G - 154 : Calanques Make Excellent Ports

Updated: Feb 11, 2023

Four years ago, when sailing along the Dalmatian coast, we wondered as to why there were no rivers (see my blog C - 18 from 2019). There actually were. We just could not see them. Rain water washed out a wide cave system which drains water from the surface and carries it underground to the sea.
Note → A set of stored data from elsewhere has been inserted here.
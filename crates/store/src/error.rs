use platform::storage::PathTooLong;

/// Persistence errors.
#[derive(Debug, Clone, Copy, PartialEq, Eq, thiserror::Error)]
#[cfg_attr(feature = "defmt", derive(defmt::Format))]
pub enum StoreError {
    /// The SD card reported an error.
    #[error("SD card error")]
    Io,
    /// A path did not fit the path buffer.
    #[error("path too long")]
    PathTooLong,
    /// A user-supplied name is empty or contains forbidden characters.
    #[error("invalid name")]
    InvalidName,
    /// The target name is already taken.
    #[error("name already exists")]
    Exists,
    /// The file does not exist.
    #[error("not found")]
    NotFound,
    /// A record failed its size or checksum check.
    #[error("corrupt record")]
    Corrupt,
    /// The file does not fit the caller's buffer.
    #[error("file too large")]
    TooLarge,
    /// A bounded list is full.
    #[error("list full")]
    Full,
}

impl StoreError {
    /// Short text for the on-screen banner.
    pub fn banner(&self) -> &'static str {
        match self {
            Self::Io => "SD card error",
            Self::PathTooLong => "Name too long",
            Self::InvalidName => "Invalid name",
            Self::Exists => "Name already exists",
            Self::NotFound => "File not found",
            Self::Corrupt => "File damaged",
            Self::TooLarge => "File too large",
            Self::Full => "List is full",
        }
    }
}

impl From<PathTooLong> for StoreError {
    fn from(_: PathTooLong) -> Self {
        Self::PathTooLong
    }
}

/// Map a backend error to [`StoreError::Io`], logging the detail.
pub(crate) fn io<E: core::fmt::Debug>(err: E) -> StoreError {
    tracing::warn!("sd: {:?}", err);
    StoreError::Io
}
The Calanques are now a protected area and part of France's National Parks

We are going to visit a similar formation between Marseille and Cassis which is sited in the Parc National de Calanques. Rainwater is slightly acidic. When rain drops through the air, it acquires atmospheric gases such as carbon dioxide. As CO2 dissolves in the dropping rain, it forms carbonic acid and gives rain water a pH of 5.6. This is enough to erode even the best quality limestone. Just drop a bit of sparkling water on your marble kitchen top - actually do not do that. You create a permanent mark. That is why coke and red vinegar are the worst enemies of kitchen marble. One mistake and your beautiful stone is stained forever

The National Park des Calanques is unique as it protects also the continental shelf

The limestone plateau between Marseille and Cassis is about 250 million (Mesozoic) to 65 million (Jurassic) years old. It was laid down in the Tethys Sea that once separated the African Plate from the European Plate. It is full of maritime fossils – animals and plant s who once lived on the shallow sea floor. As African and European Plates began to move towards each other, they lifted the sea floor. The Plateau des Calanques was lifted above water a good 1.5 m years and is ever since exposed to erosion.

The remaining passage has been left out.